The ID you see for a specimen in a tree must be assigned by a human. If that ID is wholly wrong it will show up there anyway, based on MtDNA. The tree is automated based on COI, not names. If someone IDs a Graphium mullah as T Rex, then it will look like T Rex groups with those butterflies.
For example, in the Tiger Swallowtail trees you will see soon there is an outlier- my nemesis. Amongst all the glaucus is one Papilio alexiares ssp. garcia. This is simply because some moron misidentified a glaucus as the Mexican Papilio alexiares ssp. garcia, and it was uploaded to BOLD with that ID. And, since most studies that use BOLD COI also use that specimens ID, it shows up in the tree that way.
When there are two or more easily misidentified taxa, and the tree is generated, it will show two or more distinct groups, with the named specimens all jumbled up in both or all groups. It just means that many were misidentified.
When I assign an identifier to a specimen it includes location and date. Not name. In a tree you can see what groups together and AH HA moments can arise if the lab test ID has this data. As in, all the AZ P rutulus group together, aside from the main rutulus. When the specimenID is “Jim vacation” it’s useless, you have to research every damned specimen. When a provisional ID is just wrong it will be misleading in the tree. A bit of common sense goes far.
******************************
[misidentification of specimens] happens more than often indeed. Having sampled hundreds of Delias legs myself and put them in little vials... I can tell you that if someone talks to you or phones you in the middle of the process... you don't know where you are and you hesitate to start all over again.
In a study I took part in, the source specimens from the Museums were misidentified... by the Museums.
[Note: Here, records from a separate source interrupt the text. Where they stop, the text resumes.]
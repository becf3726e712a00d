//! Order Notifier Engine
//!
//! The engine contains the two halves of the order notification flow. Neither half talks to the other directly; the
//! record store is the only thing they share.
//!
//! 1. Intake ([`IntakeApi`]). Pulls recently updated orders from an [`OrderSource`] and writes each one into the
//!    [`RecordStore`] exactly once. The store's conditional insert is the deduplication mechanism: the first writer
//!    wins and later attempts for the same order id are quietly ignored.
//! 2. Dispatch ([`DispatchApi`]). Consumes entries from the store's change feed. Only record creations are acted on.
//!    Each one results in a single message to the [`NotificationSink`], and the outcome is written back onto the
//!    record as either the `notified` or the `failed` flag.
//!
//! The database layer ([`mod@db`]) defines the store and change feed contracts, and provides a SQLite backend whose
//! change feed is maintained by triggers.
mod db;

pub mod db_types;
pub mod helpers;
mod ne_api;
pub mod traits;
pub mod validation;

#[cfg(any(feature = "test_utils", test))]
pub mod test_utils;

#[cfg(feature = "sqlite")]
pub use db::sqlite::{SqliteDatabase, SqliteDatabaseError};
pub use db::traits::{ChangeFeed, InsertOrderResult, RecordStore, RecordStoreError};
pub use ne_api::{
    dispatch_api::DispatchApi,
    errors::IntakeError,
    intake_api::IntakeApi,
    order_objects::{DispatchSummary, IntakeSummary},
};
pub use traits::{NotificationError, NotificationSink, OrderSource, OrderSourceError};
As a result, conclusions of synonymy or differentiation were erroneous. If the scientists put a label on or took photos of the sampled specimens, we can confirm the initial error. Otherwise, it's impossible to know... and even then, it has to be verified.
This is why any DNA analysis must be carried out on SEVERAL specimens per taxon. But this is obviously not possible for rare species in collections. If a DNA study concludes something really strange... the first reflex must be: “can we see photos of the sampled specimens”.